The answer should be each line of the records that contains the word "usize"; please copy them all.

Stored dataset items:

:::

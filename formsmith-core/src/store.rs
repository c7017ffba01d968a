//! Shared builder storage for multi-component access.
//!
//! Provides a thread-safe [`BuilderStore`] that HTTP handlers share for
//! consistent per-session editor state. Every consumer reads a snapshot
//! taken after the previous mutation completed; mutations run one at a
//! time under the write lock.

use std::collections::HashMap;
use std::sync::{Arc, RwLock};

use crate::{FormBuilder, FormResult};

/// Default session identifier.
pub const DEFAULT_SESSION: &str = "default";

/// Thread-safe builder storage keyed by session id.
///
/// # Example
///
/// ```
/// use formsmith_core::{BuilderStore, FieldType};
///
/// let store = BuilderStore::new();
/// let id = store
///     .update("default", |builder| Ok(builder.create_field(FieldType::Text)))
///     .unwrap();
/// assert!(store.get("default").unwrap().form().field(&id).is_some());
/// ```
#[derive(Debug, Clone)]
pub struct BuilderStore {
    sessions: Arc<RwLock<HashMap<String, FormBuilder>>>,
}

impl BuilderStore {
    /// Create a store seeded with the default session.
    #[must_use]
    pub fn new() -> Self {
        let mut sessions = HashMap::new();
        sessions.insert(DEFAULT_SESSION.to_string(), FormBuilder::new());
        Self {
            sessions: Arc::new(RwLock::new(sessions)),
        }
    }

    /// Snapshot of a session's builder state, if the session exists.
    #[must_use]
    pub fn get(&self, session_id: &str) -> Option<FormBuilder> {
        let sessions = self
            .sessions
            .read()
            .unwrap_or_else(std::sync::PoisonError::into_inner);
        sessions.get(session_id).cloned()
    }

    /// Snapshot of a session's builder state, creating the session with
    /// a blank form if it does not exist yet.
    #[must_use]
    pub fn get_or_create(&self, session_id: &str) -> FormBuilder {
        let mut sessions = self
            .sessions
            .write()
            .unwrap_or_else(std::sync::PoisonError::into_inner);
        sessions
            .entry(session_id.to_string())
            .or_insert_with(FormBuilder::new)
            .clone()
    }

    /// Replace a session's state wholesale. Creates the session if it
    /// does not exist.
    pub fn replace(&self, session_id: &str, builder: FormBuilder) {
        let mut sessions = self
            .sessions
            .write()
            .unwrap_or_else(std::sync::PoisonError::into_inner);
        sessions.insert(session_id.to_string(), builder);
    }

    /// Mutate a session's state under the write lock and pass the
    /// closure's result through.
    ///
    /// The session is created on first use. Builder operations validate
    /// before they mutate, so a returned error means nothing changed.
    ///
    /// # Errors
    ///
    /// Propagates whatever the closure returns.
    pub fn update<T, F>(&self, session_id: &str, f: F) -> FormResult<T>
    where
        F: FnOnce(&mut FormBuilder) -> FormResult<T>,
    {
        let mut sessions = self
            .sessions
            .write()
            .unwrap_or_else(std::sync::PoisonError::into_inner);
        let builder = sessions
            .entry(session_id.to_string())
            .or_insert_with(FormBuilder::new);
        f(builder)
    }

    /// All session ids currently in the store.
    #[must_use]
    pub fn session_ids(&self) -> Vec<String> {
        let sessions = self
            .sessions
            .read()
            .unwrap_or_else(std::sync::PoisonError::into_inner);
        sessions.keys().cloned().collect()
    }
}

impl Default for BuilderStore {
    fn default() -> Self {
        Self::new()
    }
}
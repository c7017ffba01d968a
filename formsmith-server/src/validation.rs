//! Input validation for untrusted data.
//!
//! All user-supplied input MUST be validated before use.
//! This module provides validators for common data types.

use thiserror::Error;

/// Maximum length for session IDs.
pub const MAX_SESSION_ID_LEN: usize = 64;
/// Maximum length for form names, field labels/names, and step titles.
pub const MAX_NAME_LEN: usize = 256;
/// Maximum length for validation regex sources.
pub const MAX_PATTERN_LEN: usize = 1024;
/// Maximum size of an imported document.
pub const MAX_IMPORT_LEN: usize = 1_048_576; // 1MB
/// Maximum fields per step.
pub const MAX_FIELDS_PER_STEP: usize = 200;
/// Maximum options per choice field.
pub const MAX_OPTIONS_PER_FIELD: usize = 100;

/// Validation error types.
#[derive(Debug, Error)]
pub enum ValidationError {
    /// Session ID exceeds maximum length.
    #[error("session_id too long (max {MAX_SESSION_ID_LEN} chars)")]
    SessionIdTooLong,
    /// Session ID contains invalid characters.
    #[error("session_id contains invalid characters")]
    SessionIdInvalidChars,
    /// A name, label, or title exceeds maximum length.
    #[error("{0} too long (max {MAX_NAME_LEN} chars)")]
    NameTooLong(&'static str),
    /// Pattern source exceeds maximum length.
    #[error("pattern too long (max {MAX_PATTERN_LEN} bytes)")]
    PatternTooLong,
    /// Imported document exceeds maximum size.
    #[error("import too large (max {MAX_IMPORT_LEN} bytes)")]
    ImportTooLarge,
    /// Too many fields in a step.
    #[error("too many fields in step (max {MAX_FIELDS_PER_STEP})")]
    TooManyFields,
    /// Too many options on a field.
    #[error("too many options (max {MAX_OPTIONS_PER_FIELD})")]
    TooManyOptions,
}

/// Check if a character is valid for IDs (alphanumeric, hyphen, or underscore).
fn is_valid_id_char(c: char) -> bool {
    c.is_alphanumeric() || c == '-' || c == '_'
}

/// Validate a session ID.
///
/// Valid session IDs:
/// - 1-64 characters
/// - Alphanumeric, hyphen, underscore only
///
/// # Errors
///
/// Returns [`ValidationError::SessionIdTooLong`] if the ID exceeds 64 characters.
/// Returns [`ValidationError::SessionIdInvalidChars`] if the ID is empty or contains invalid characters.
pub fn validate_session_id(id: &str) -> Result<(), ValidationError> {
    if id.len() > MAX_SESSION_ID_LEN {
        return Err(ValidationError::SessionIdTooLong);
    }
    if id.is_empty() || !id.chars().all(is_valid_id_char) {
        return Err(ValidationError::SessionIdInvalidChars);
    }
    Ok(())
}

/// Validate a form name, field label/name, or step title length.
///
/// # Errors
///
/// Returns [`ValidationError::NameTooLong`] if the text exceeds 256 characters.
pub fn validate_name(kind: &'static str, text: &str) -> Result<(), ValidationError> {
    if text.chars().count() > MAX_NAME_LEN {
        return Err(ValidationError::NameTooLong(kind));
    }
    Ok(())
}

/// Validate a regex pattern source length.
///
/// Note: whether the pattern compiles is the evaluator's concern; this
/// catches obviously oversized sources.
///
/// # Errors
///
/// Returns [`ValidationError::PatternTooLong`] if the source exceeds 1KB.
pub fn validate_pattern(pattern: &str) -> Result<(), ValidationError> {
    if pattern.len() > MAX_PATTERN_LEN {
        return Err(ValidationError::PatternTooLong);
    }
    Ok(())
}

/// Validate imported document size.
///
/// # Errors
///
/// Returns [`ValidationError::ImportTooLarge`] if the document exceeds 1MB.
pub fn validate_import_size(size: usize) -> Result<(), ValidationError> {
    if size > MAX_IMPORT_LEN {
        return Err(ValidationError::ImportTooLarge);
    }
    Ok(())
}

/// Validate field count in a step.
///
/// # Errors
///
/// Returns [`ValidationError::TooManyFields`] if the count reaches the limit.
pub fn validate_field_count(count: usize) -> Result<(), ValidationError> {
    if count >= MAX_FIELDS_PER_STEP {
        return Err(ValidationError::TooManyFields);
    }
    Ok(())
}

/// Validate option count on a field.
///
/// # Errors
///
/// Returns [`ValidationError::TooManyOptions`] if the count exceeds the limit.
pub fn validate_option_count(count: usize) -> Result<(), ValidationError> {
    if count > MAX_OPTIONS_PER_FIELD {
        return Err(ValidationError::TooManyOptions);
    }
    Ok(())
}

:::

Answer space
pub const MAX_SESSION_ID_LEN: usize = 64;
pub const MAX_NAME_LEN: usize = 256;
pub const MAX_PATTERN_LEN: usize = 1024;
pub const MAX_IMPORT_LEN: usize = 1_048_576; // 1MB
pub const MAX_FIELDS_PER_STEP: usize = 200;
pub const MAX_OPTIONS_PER_FIELD: usize = 100;
pub fn validate_import_size(size: usize) -> Result<(), ValidationError> {
pub fn validate_field_count(count: usize) -> Result<(), ValidationError> {
pub fn validate_option_count(count: usize) -> Result<(), ValidationError> {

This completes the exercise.